Kanundan önce , örneğin cuma günü saat 17.00 de meydana gelmiş bir trafik kazasının hasar tesbiti , en erken pazartesi günü muhtemelen öğleden sonra yapılabilirken,
kanundan sonra, herhangi bir notere telefonla ulaştıktan sonra bir,iki saat içinde yapılabilecektir. (Bilirkişi temininde sıkıntı yaşanacağını sanmıyorum.)

Kanundan önce , bir terk ihtarnamesinin postaya verilmesi bile üç,beş günü bulurken,
Kanundan sonra, aynı gün postaya verilebilecektir.

Tasarıda yargısal faaliyeti ilgilendirmeyen hasımsız işlemler sayılmıştır.Olay yerine bilirkişiyi götürüp ondan rapor temin etmenin veya nüfus kayıtları üzerinden veraset belgesi vermenin illa ki hakimden istenmesinin yargıya ne katkısı olabilir?

Sonuçta yapılan işin değerlendirilmesi yine herhangi bir davada mahkemelerin takdir alanında değil midir ?

Bu tasarıyla avukatların iş kaybı yaşayacağı düşüncesi zorlama hukuk yorumlarına neden oluyor.

Efendim, artık vatandaş ihtar yazdırmak için avukatlara uğramazmış. Delil tesbitini noterliklerde yaptırırmış.

Ne diyebilirim ki; istisnanın da istisnası bir durum.

Bu düşüncenin,avukatların noterlik dünyasını tanımamasından ileri geldiği düşünüyorum.

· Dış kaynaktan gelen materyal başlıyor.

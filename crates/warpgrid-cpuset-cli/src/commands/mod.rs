pub mod allocate;
pub mod plan;
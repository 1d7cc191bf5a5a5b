use std::sync::OnceLock;

use chrono::Local;
use log::{Level, Metadata, Record, SetLoggerError};
use serde::Serialize;
use tokio::sync::broadcast;

const LOG_CHANNEL_CAPACITY: usize = 256;

static LOGGER: OnceLock<BridgeLogger> = OnceLock::new();

#[derive(Debug, Serialize, Clone)]
pub struct LogMessage {
    pub level: String,
    pub message: String,
    pub timestamp: String,
}

/// Writes records to stderr and forwards them to whoever subscribed.
pub struct BridgeLogger {
    sender: broadcast::Sender<LogMessage>,
    level: Level,
}

impl BridgeLogger {
    pub fn new(level: Level) -> Self {
        let (sender, _) = broadcast::channel(LOG_CHANNEL_CAPACITY);
        Self { sender, level }
    }

    /// Installs the logger as the global `log` backend.
    pub fn init(level: Level) -> Result<(), SetLoggerError> {
        let logger = LOGGER.get_or_init(|| BridgeLogger::new(level));
        log::set_logger(logger).map(|()| log::set_max_level(logger.level.to_level_filter()))
    }

    /// Log messages from now on, if the logger is installed
    pub fn subscribe() -> Option<broadcast::Receiver<LogMessage>> {
        LOGGER.get().map(|logger| logger.sender.subscribe())
    }

    fn emit_log(&self, record: &Record) {
        let log_message = LogMessage {
            level: record.level().to_string(),
            message: record.args().to_string(),
            timestamp: Local::now().to_rfc3339(),
        };
        // Nobody listening is fine
        let _ = self.sender.send(log_message);
    }
}

impl log::Log for BridgeLogger {
    fn enabled(&self, metadata: &Metadata) -> bool {
        metadata.level() <= self.level
    }

    fn log(&self, record: &Record) {
        if self.enabled(record.metadata()) {
            eprintln!("[{}] {}", record.level(), record.args());
            self.emit_log(record);
        }
    }

    fn flush(&self) {}
}

#[cfg(test)]
mod tests {
    use super::*;
    use log::Log;

    #[test]
    fn test_records_are_forwarded() {
        let logger = BridgeLogger::new(Level::Info);
        let mut rx = logger.sender.subscribe();

        logger.log(
            &Record::builder()
                .level(Level::Warn)
                .args(format_args!("link dropped"))
                .build(),
        );
        logger.log(
            &Record::builder()
                .level(Level::Debug)
                .args(format_args!("too chatty"))
                .build(),
        );

        let message = rx.try_recv().unwrap();
        assert_eq!(message.level, "WARN");
        assert_eq!(message.message, "link dropped");
        assert!(rx.try_recv().is_err());
    }
}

Sayısı yirmibinleri geçen avukat arkadaşımız noterlik belgesi sahibidir. Kanun, bunların noterlik yapmaya ehil oldukları düşüncesiyle herhangi bir staj ya da eğitime gerek duymamıştır belge verirken. Kendim de avukatlıktan noterliğe geçtikten sonra yıllar içinde tanıdım bu dünyayı.

Öncelikle şunu tesbit etmek gerekir ki; bir avukatın işini noksan yapmasının sorumluluk alanında manevi sonuçları olabilir. Bu nedenle avukatın tazminat ödemeye mahkum edildiğine ben şimdiye kadar tanık olmadım. Noterin sorumluluğu ise manevi olmakla birlikte aynı zamanda maddidir. Noter , bütün bir meslek hayatı boyunca kazandığı malvarlığını tek bir işten dolayı her an kaybetme riskini ömür boyu sırtında taşıyan kişidir. Hatta bu sorumluluğu mirasçılarına da aktaran kişidir.

Konuya noter gözüyle bakacak olursanız;
Bir ihtar yada tesbit dilekçesi bir davanın hazırlığıdır. Ayrıntılı bir çalışmayı gerektirir. Eksik yazılmış bir ihtar dava kaybettirir. Bu çalışma bir avukat çalışması gerektirir. Noterlik dairelerinde yapılacak bir iş değildir bu. Bir davanın safahatını , ne şekilde gelişme göstereceğini ele alıp yarım saat , bir saat gibi bir zaman zarfında takdir edebilmek mümkün değildir. Bu yüzden, daireme gelerek bir konuda ihtar yazdırmak isteyen vatandaşı ,eğer çok bilinen ,matbu bir evrak değilse , avukatlara yönlendirmişimdir hep. Her iki mesleğin çalışma alanları birbirinden farklı olduğu halde avukat arkadaşların "iş kaybedeceğiz" kaygısı son derece beyhudedir.

Avukat çalıştırma konusuna gelince; sanırım yanlış anlaşılan bir şey var. Kanun tasarısı ,hukuk fakültesi mezunu çalıştırmaktan bahsediyor, avukat çalıştırmaktan değil. Hukuk fakültesini bitiren herkes avukatlık yapmak zorunda değil. Noter yardımcılığını da bir seçenek olarak görecek hukukçularımız olabilir. Böyle değerlendirmek lazım. Bir hukukçu noter dairesinde çalışamaz diye kural mı var. Noterlik arzuhalcilik midirki noter yardımcısı arzuhalci olacak?

Kanunlarla kendisine verilen görevleri yerine getiren bir hukuksal faaliyetin icrasının ne olup ne olmadığı konusunda baro başkanlarımıza kadar varan bir donanım eksikliği sözkonusudur.